● Work item
Please quote exactly the opening lines of the data, from the first line to the one where "schedule.push((true, dot_sec *" appears.

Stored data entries

# # # #

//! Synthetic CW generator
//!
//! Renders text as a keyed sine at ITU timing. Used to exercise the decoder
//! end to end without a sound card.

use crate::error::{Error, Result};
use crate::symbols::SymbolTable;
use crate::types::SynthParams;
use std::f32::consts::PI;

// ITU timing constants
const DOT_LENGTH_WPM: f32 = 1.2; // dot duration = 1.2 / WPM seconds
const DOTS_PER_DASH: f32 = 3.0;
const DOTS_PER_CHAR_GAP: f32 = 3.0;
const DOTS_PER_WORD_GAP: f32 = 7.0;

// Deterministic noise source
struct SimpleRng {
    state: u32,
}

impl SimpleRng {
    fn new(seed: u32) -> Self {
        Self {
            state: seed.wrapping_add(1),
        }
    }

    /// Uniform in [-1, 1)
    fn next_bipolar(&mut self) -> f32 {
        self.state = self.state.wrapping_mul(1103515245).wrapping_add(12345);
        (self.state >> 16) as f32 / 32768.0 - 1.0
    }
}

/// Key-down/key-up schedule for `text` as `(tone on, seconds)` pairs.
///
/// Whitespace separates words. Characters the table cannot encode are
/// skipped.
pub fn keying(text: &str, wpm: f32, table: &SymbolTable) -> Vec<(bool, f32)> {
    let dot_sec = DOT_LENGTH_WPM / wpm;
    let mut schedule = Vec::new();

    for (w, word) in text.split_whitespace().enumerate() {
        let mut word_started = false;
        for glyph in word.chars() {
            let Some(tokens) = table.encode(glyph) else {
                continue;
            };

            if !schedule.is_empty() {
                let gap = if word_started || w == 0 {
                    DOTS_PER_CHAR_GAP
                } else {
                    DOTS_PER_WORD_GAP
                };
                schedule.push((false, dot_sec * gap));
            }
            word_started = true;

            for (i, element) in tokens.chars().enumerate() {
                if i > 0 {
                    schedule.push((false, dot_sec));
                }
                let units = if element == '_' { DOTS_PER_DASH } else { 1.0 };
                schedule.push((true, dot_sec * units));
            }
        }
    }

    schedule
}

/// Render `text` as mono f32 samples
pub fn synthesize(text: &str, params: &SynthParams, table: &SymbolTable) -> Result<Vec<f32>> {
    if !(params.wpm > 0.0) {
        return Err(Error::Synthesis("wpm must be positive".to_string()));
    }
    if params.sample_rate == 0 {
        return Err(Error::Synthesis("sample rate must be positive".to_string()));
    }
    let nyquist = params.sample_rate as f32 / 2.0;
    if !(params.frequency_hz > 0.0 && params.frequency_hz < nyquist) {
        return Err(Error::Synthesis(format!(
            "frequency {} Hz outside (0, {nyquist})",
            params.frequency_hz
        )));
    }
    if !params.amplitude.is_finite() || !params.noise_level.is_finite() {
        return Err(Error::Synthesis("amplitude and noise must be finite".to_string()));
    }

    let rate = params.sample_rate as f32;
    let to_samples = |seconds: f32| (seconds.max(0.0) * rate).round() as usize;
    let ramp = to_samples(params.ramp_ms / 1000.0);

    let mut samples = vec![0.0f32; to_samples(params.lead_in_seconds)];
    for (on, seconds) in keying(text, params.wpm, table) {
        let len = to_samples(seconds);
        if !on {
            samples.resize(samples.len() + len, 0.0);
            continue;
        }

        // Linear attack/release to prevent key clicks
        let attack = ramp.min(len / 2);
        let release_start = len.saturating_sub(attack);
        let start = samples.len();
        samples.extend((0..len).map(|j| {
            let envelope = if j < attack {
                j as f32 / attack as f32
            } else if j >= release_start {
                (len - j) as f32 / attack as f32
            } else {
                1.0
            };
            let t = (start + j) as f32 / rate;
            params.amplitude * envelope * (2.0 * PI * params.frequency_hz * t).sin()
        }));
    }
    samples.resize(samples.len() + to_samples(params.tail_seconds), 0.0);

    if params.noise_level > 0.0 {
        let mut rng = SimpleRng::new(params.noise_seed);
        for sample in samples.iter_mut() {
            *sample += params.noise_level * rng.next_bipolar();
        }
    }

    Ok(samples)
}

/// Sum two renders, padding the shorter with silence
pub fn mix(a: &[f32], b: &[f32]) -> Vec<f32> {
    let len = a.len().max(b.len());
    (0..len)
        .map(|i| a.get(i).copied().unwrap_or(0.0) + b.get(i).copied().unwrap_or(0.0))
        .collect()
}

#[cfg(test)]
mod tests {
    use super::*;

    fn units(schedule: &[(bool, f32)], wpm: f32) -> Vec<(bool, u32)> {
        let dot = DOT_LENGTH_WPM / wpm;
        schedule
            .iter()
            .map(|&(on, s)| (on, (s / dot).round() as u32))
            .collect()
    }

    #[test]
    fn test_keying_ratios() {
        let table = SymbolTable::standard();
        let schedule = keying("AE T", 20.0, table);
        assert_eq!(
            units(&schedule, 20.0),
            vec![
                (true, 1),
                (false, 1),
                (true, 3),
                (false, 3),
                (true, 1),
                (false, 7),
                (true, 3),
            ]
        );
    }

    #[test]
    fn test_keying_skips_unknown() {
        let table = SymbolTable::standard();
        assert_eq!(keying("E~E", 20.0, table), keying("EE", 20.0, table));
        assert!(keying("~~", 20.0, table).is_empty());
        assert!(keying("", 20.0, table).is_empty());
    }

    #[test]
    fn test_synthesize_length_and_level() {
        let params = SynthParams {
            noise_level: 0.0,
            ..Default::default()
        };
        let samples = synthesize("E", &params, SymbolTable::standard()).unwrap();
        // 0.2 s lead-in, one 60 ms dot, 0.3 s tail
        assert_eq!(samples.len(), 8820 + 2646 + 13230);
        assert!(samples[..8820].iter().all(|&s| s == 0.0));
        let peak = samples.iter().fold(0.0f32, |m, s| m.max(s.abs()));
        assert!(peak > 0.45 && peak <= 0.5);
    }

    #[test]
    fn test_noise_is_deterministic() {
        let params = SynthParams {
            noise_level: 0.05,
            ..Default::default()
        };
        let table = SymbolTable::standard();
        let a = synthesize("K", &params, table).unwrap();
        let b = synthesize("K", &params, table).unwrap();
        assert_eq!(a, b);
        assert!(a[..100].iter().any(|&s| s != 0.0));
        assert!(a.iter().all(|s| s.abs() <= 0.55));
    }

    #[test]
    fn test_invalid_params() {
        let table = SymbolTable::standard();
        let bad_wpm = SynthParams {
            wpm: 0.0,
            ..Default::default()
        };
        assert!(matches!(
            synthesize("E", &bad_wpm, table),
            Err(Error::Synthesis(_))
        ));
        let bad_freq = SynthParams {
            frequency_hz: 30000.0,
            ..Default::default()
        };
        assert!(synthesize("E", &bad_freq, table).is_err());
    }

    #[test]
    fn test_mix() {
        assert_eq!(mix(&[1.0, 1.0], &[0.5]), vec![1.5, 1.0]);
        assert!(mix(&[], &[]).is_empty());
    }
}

# # # #

● Exercise answer
//! Synthetic CW generator
//!
//! Renders text as a keyed sine at ITU timing. Used to exercise the decoder
//! end to end without a sound card.

use crate::error::{Error, Result};
use crate::symbols::SymbolTable;
use crate::types::SynthParams;
use std::f32::consts::PI;

// ITU timing constants
const DOT_LENGTH_WPM: f32 = 1.2; // dot duration = 1.2 / WPM seconds
const DOTS_PER_DASH: f32 = 3.0;
const DOTS_PER_CHAR_GAP: f32 = 3.0;
const DOTS_PER_WORD_GAP: f32 = 7.0;

// Deterministic noise source
struct SimpleRng {
    state: u32,
}

impl SimpleRng {
    fn new(seed: u32) -> Self {
        Self {
            state: seed.wrapping_add(1),
        }
    }

    /// Uniform in [-1, 1)
    fn next_bipolar(&mut self) -> f32 {
        self.state = self.state.wrapping_mul(1103515245).wrapping_add(12345);
        (self.state >> 16) as f32 / 32768.0 - 1.0
    }
}

/// Key-down/key-up schedule for `text` as `(tone on, seconds)` pairs.
///
/// Whitespace separates words. Characters the table cannot encode are
/// skipped.
pub fn keying(text: &str, wpm: f32, table: &SymbolTable) -> Vec<(bool, f32)> {
    let dot_sec = DOT_LENGTH_WPM / wpm;
    let mut schedule = Vec::new();

    for (w, word) in text.split_whitespace().enumerate() {
        let mut word_started = false;
        for glyph in word.chars() {
            let Some(tokens) = table.encode(glyph) else {
                continue;
            };

            if !schedule.is_empty() {
                let gap = if word_started || w == 0 {
                    DOTS_PER_CHAR_GAP
                } else {
                    DOTS_PER_WORD_GAP
                };
                schedule.push((false, dot_sec * gap));
            }
            word_started = true;

            for (i, element) in tokens.chars().enumerate() {
                if i > 0 {
                    schedule.push((false, dot_sec));
                }
                let units = if element == '_' { DOTS_PER_DASH } else { 1.0 };
                schedule.push((true, dot_sec * units));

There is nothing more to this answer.